INCOME TAX APPELLATE TRIBUNAL, AHMEDABAD

Before Shri A. K. GARODIA, ACCOUNTANT MEMBER

and Shri KUL BHARAT, JUDICIAL MEMBER

I.T.A. No. 437/ Ahd/2010-  (Assessment year 2006-07)

DCIT Vs. Kuldeep D Kaura

Date of pronouncement: 15.06.2012

ORDER

PER SHRI A. K. GARODIA, AM:-

This is the Revenue’s appeal directed against the order of Ld. CIT(A)-VI, Baroda dated 13.11.2009 for the assessment year 2006-07.

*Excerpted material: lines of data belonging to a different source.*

//! Storage for last-known runtime status.

use crate::error::Result;
use crate::types::{InstanceId, Platform, RuntimeInfo};
use async_trait::async_trait;
use dashmap::DashMap;

/// Keyed store of [`RuntimeInfo`] records.
#[async_trait]
pub trait RuntimeStore: Send + Sync {
    /// Get the runtime info for an instance.
    async fn get(&self, id: &InstanceId) -> Result<Option<RuntimeInfo>>;

    /// Insert or replace the runtime info for `info.instance_id`.
    async fn save(&self, info: RuntimeInfo) -> Result<()>;

    /// Remove the runtime info for an instance. Returns whether it existed.
    async fn delete(&self, id: &InstanceId) -> Result<bool>;

    /// List every record.
    async fn list(&self) -> Result<Vec<RuntimeInfo>>;

    /// List records reported by one platform.
    async fn list_by_platform(&self, platform: Platform) -> Result<Vec<RuntimeInfo>> {
        Ok(self
            .list()
            .await?
            .into_iter()
            .filter(|info| info.platform == platform)
            .collect())
    }
}

/// In-memory runtime store.
#[derive(Default)]
pub struct InMemoryRuntimeStore {
    records: DashMap<InstanceId, RuntimeInfo>,
}

impl InMemoryRuntimeStore {
    /// Create an empty store.
    pub fn new() -> Self {
        Self::default()
    }
}

#[async_trait]
impl RuntimeStore for InMemoryRuntimeStore {
    async fn get(&self, id: &InstanceId) -> Result<Option<RuntimeInfo>> {
        Ok(self.records.get(id).map(|r| r.value().clone()))
    }

    async fn save(&self, info: RuntimeInfo) -> Result<()> {
        self.records.insert(info.instance_id.clone(), info);
        Ok(())
    }

    async fn delete(&self, id: &InstanceId) -> Result<bool> {
        Ok(self.records.remove(id).is_some())
    }

    async fn list(&self) -> Result<Vec<RuntimeInfo>> {
        Ok(self.records.iter().map(|r| r.value().clone()).collect())
    }
}
//! # Distributed event channel.
//!
//! Two named channels carry control-plane events between processes:
//!
//! ```text
//!   StatusBus ──publish──► StatusEvents   ──► EventSubscriptionLoop ──► InstanceRegistry
//!   ControlPlane ────────► InstanceEvents ──┘
//! ```
//!
//! ## Rules
//! - **At-most-once**: publish is best-effort and never retried by callers.
//! - **No cross-channel ordering**: each channel is ordered only as far as
//!   the transport orders it.
//! - **Drop to unsubscribe**: dropping an [`EventStream`] releases the subscription.
//!
//! [`InMemoryEventChannel`] is the in-process transport, a thin wrapper
//! around [`tokio::sync::broadcast`] per channel.

use crate::error::Result;
use crate::types::{InstanceId, InstanceStatus};
use async_trait::async_trait;
use futures::stream::{BoxStream, StreamExt};
use serde::{Deserialize, Serialize};
use std::collections::HashMap;
use std::fmt;
use tokio::sync::broadcast::{self, error::RecvError};

/// Default per-channel buffer of [`InMemoryEventChannel`].
pub const DEFAULT_EVENT_CHANNEL_CAPACITY: usize = 1024;

/// Named distributed channel.
#[derive(Debug, Clone, Copy, PartialEq, Eq, Hash, Serialize, Deserialize)]
pub enum ChannelName {
    /// Status transitions.
    StatusEvents,
    /// Start/stop/delete lifecycle events.
    InstanceEvents,
}

impl ChannelName {
    /// Wire name of the channel.
    pub fn as_str(&self) -> &'static str {
        match self {
            ChannelName::StatusEvents => "StatusEvents",
            ChannelName::InstanceEvents => "InstanceEvents",
        }
    }
}

impl fmt::Display for ChannelName {
    fn fmt(&self, f: &mut fmt::Formatter<'_>) -> fmt::Result {
        f.write_str(self.as_str())
    }
}

/// An instance changed status.
#[derive(Debug, Clone, PartialEq, Eq, Serialize, Deserialize)]
#[serde(rename_all = "camelCase")]
pub struct InstanceStatusChangedEvent {
    /// Instance that changed
    pub instance_id: InstanceId,
    /// Previous status
    pub old_status: InstanceStatus,
    /// New status
    pub new_status: InstanceStatus,
    /// Reporting subsystem
    pub source: String,
}

/// An instance was started by the control plane.
#[derive(Debug, Clone, PartialEq, Eq, Serialize, Deserialize)]
#[serde(rename_all = "camelCase")]
pub struct InstanceStartedEvent {
    /// Started instance
    pub instance_id: InstanceId,
}

/// An instance was stopped by the control plane.
#[derive(Debug, Clone, PartialEq, Eq, Serialize, Deserialize)]
#[serde(rename_all = "camelCase")]
pub struct InstanceStoppedEvent {
    /// Stopped instance
    pub instance_id: InstanceId,
}

/// An instance was deleted by the control plane.
#[derive(Debug, Clone, PartialEq, Eq, Serialize, Deserialize)]
#[serde(rename_all = "camelCase")]
pub struct InstanceDeletedEvent {
    /// Deleted instance
    pub instance_id: InstanceId,
}

/// Message carried on a [`ChannelName`].
#[derive(Debug, Clone, PartialEq, Eq, Serialize, Deserialize)]
#[serde(tag = "type")]
pub enum ControlPlaneEvent {
    /// Published on `StatusEvents`.
    InstanceStatusChanged(InstanceStatusChangedEvent),
    /// Published on `InstanceEvents`.
    InstanceStarted(InstanceStartedEvent),
    /// Published on `InstanceEvents`.
    InstanceStopped(InstanceStoppedEvent),
    /// Published on `InstanceEvents`.
    InstanceDeleted(InstanceDeletedEvent),
}

impl ControlPlaneEvent {
    /// The instance this event is about.
    pub fn instance_id(&self) -> &InstanceId {
        match self {
            ControlPlaneEvent::InstanceStatusChanged(e) => &e.instance_id,
            ControlPlaneEvent::InstanceStarted(e) => &e.instance_id,
            ControlPlaneEvent::InstanceStopped(e) => &e.instance_id,
            ControlPlaneEvent::InstanceDeleted(e) => &e.instance_id,
        }
    }

    /// The channel this event belongs on.
    pub fn channel(&self) -> ChannelName {
        match self {
            ControlPlaneEvent::InstanceStatusChanged(_) => ChannelName::StatusEvents,
            _ => ChannelName::InstanceEvents,
        }
    }
}

/// Stream of events from one subscription.
pub type EventStream = BoxStream<'static, ControlPlaneEvent>;

/// Transport for control-plane events.
#[async_trait]
pub trait EventChannel: Send + Sync {
    /// Publish an event on a channel.
    async fn publish(&self, channel: ChannelName, event: ControlPlaneEvent) -> Result<()>;

    /// Subscribe to every subsequent event on a channel.
    async fn subscribe(&self, channel: ChannelName) -> Result<EventStream>;
}

/// In-process event channel.
///
/// ### Properties
/// - **Non-blocking**: `publish()` returns immediately.
/// - **Fire-and-forget**: events sent while nobody subscribes are dropped.
/// - **Bounded**: slow subscribers skip the oldest events and log the gap.
#[derive(Debug, Clone)]
pub struct InMemoryEventChannel {
    senders: HashMap<ChannelName, broadcast::Sender<ControlPlaneEvent>>,
}

impl InMemoryEventChannel {
    /// Create the channels with the given per-channel capacity (minimum 1).
    pub fn new(capacity: usize) -> Self {
        let capacity = capacity.max(1);
        let senders = [ChannelName::StatusEvents, ChannelName::InstanceEvents]
            .into_iter()
            .map(|name| (name, broadcast::channel(capacity).0))
            .collect();
        Self { senders }
    }

    /// Number of live subscriptions on a channel.
    pub fn subscriber_count(&self, channel: ChannelName) -> usize {
        self.senders
            .get(&channel)
            .map_or(0, broadcast::Sender::receiver_count)
    }

    fn sender(&self, channel: ChannelName) -> &broadcast::Sender<ControlPlaneEvent> {
        // both names are inserted in `new`
        &self.senders[&channel]
    }
}

impl Default for InMemoryEventChannel {
    fn default() -> Self {
        Self::new(DEFAULT_EVENT_CHANNEL_CAPACITY)
    }
}

#[async_trait]
impl EventChannel for InMemoryEventChannel {
    async fn publish(&self, channel: ChannelName, event: ControlPlaneEvent) -> Result<()> {
        let _ = self.sender(channel).send(event);
        Ok(())
    }

    async fn subscribe(&self, channel: ChannelName) -> Result<EventStream> {
        let rx = self.sender(channel).subscribe();
        let stream = futures::stream::unfold(rx, move |mut rx| async move {
            loop {
                match rx.recv().await {
                    Ok(event) => return Some((event, rx)),
                    Err(RecvError::Lagged(skipped)) => {
                        tracing::warn!(%channel, skipped, "Event subscriber lagged");
                    }
                    Err(RecvError::Closed) => return None,
                }
            }
        });
        Ok(stream.boxed())
    }
}

#[cfg(test)]
mod tests {
    use super::*;

    fn started(id: &str) -> ControlPlaneEvent {
        ControlPlaneEvent::InstanceStarted(InstanceStartedEvent {
            instance_id: InstanceId::from_string(id),
        })
    }

    #[test]
    fn test_event_wire_format() {
        let event = ControlPlaneEvent::InstanceStatusChanged(InstanceStatusChangedEvent {
            instance_id: InstanceId::from_string("i-1"),
            old_status: InstanceStatus::Created,
            new_status: InstanceStatus::Running,
            source: "worker-1".into(),
        });
        let value = serde_json::to_value(&event).unwrap();
        assert_eq!(
            value,
            serde_json::json!({
                "type": "InstanceStatusChanged",
                "instanceId": "i-1",
                "oldStatus": "created",
                "newStatus": "running",
                "source": "worker-1"
            })
        );
        assert_eq!(event.channel(), ChannelName::StatusEvents);
        assert_eq!(started("x").channel(), ChannelName::InstanceEvents);
    }

    #[tokio::test]
    async fn test_publish_subscribe() {
        let channel = InMemoryEventChannel::new(16);
        let mut stream = channel.subscribe(ChannelName::InstanceEvents).await.unwrap();
        assert_eq!(channel.subscriber_count(ChannelName::InstanceEvents), 1);

        channel
            .publish(ChannelName::InstanceEvents, started("a"))
            .await
            .unwrap();
        let event = stream.next().await.unwrap();
        assert_eq!(event.instance_id().as_str(), "a");

        drop(stream);
        assert_eq!(channel.subscriber_count(ChannelName::InstanceEvents), 0);
    }

    #[tokio::test]
    async fn test_channels_are_isolated() {
        let channel = InMemoryEventChannel::new(16);
        let mut status = channel.subscribe(ChannelName::StatusEvents).await.unwrap();

        channel
            .publish(ChannelName::InstanceEvents, started("a"))
            .await
            .unwrap();
        channel
            .publish(ChannelName::StatusEvents, started("b"))
            .await
            .unwrap();
        assert_eq!(status.next().await.unwrap().instance_id().as_str(), "b");
    }

    #[tokio::test]
    async fn test_publish_without_subscribers_is_ok() {
        let channel = InMemoryEventChannel::default();
        assert!(channel
            .publish(ChannelName::StatusEvents, started("a"))
            .await
            .is_ok());
    }

    #[tokio::test]
    async fn test_lagging_subscriber_skips_oldest() {
        let channel = InMemoryEventChannel::new(2);
        let mut stream = channel.subscribe(ChannelName::InstanceEvents).await.unwrap();
        for id in ["a", "b", "c", "d"] {
            channel
                .publish(ChannelName::InstanceEvents, started(id))
                .await
                .unwrap();
        }
        assert_eq!(stream.next().await.unwrap().instance_id().as_str(), "c");
        assert_eq!(stream.next().await.unwrap().instance_id().as_str(), "d");
    }
}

2. The grounds raised by the revenue are as under: “On the facts and in the circumstances of the case and in law, the learned C.I.T(A) erred:-

“(1) in directing the assessing officer to allow the claim of the assessee for exemption of HRA u/s. 10(13A) of the Act without appreciating that the assessee has not paid the rent directly to the landlord and hence the claim of the assessee is not covered under section 10(13A) of the Act.

(2) in the facts and in the circumstances of the case and in law, the learned CIT(A) ought to have upheld the order of the A.O. (3) It is, therefore, prayed that the order of the Id. CIT(A) may be set-aside and the order of the A.O may be restored.”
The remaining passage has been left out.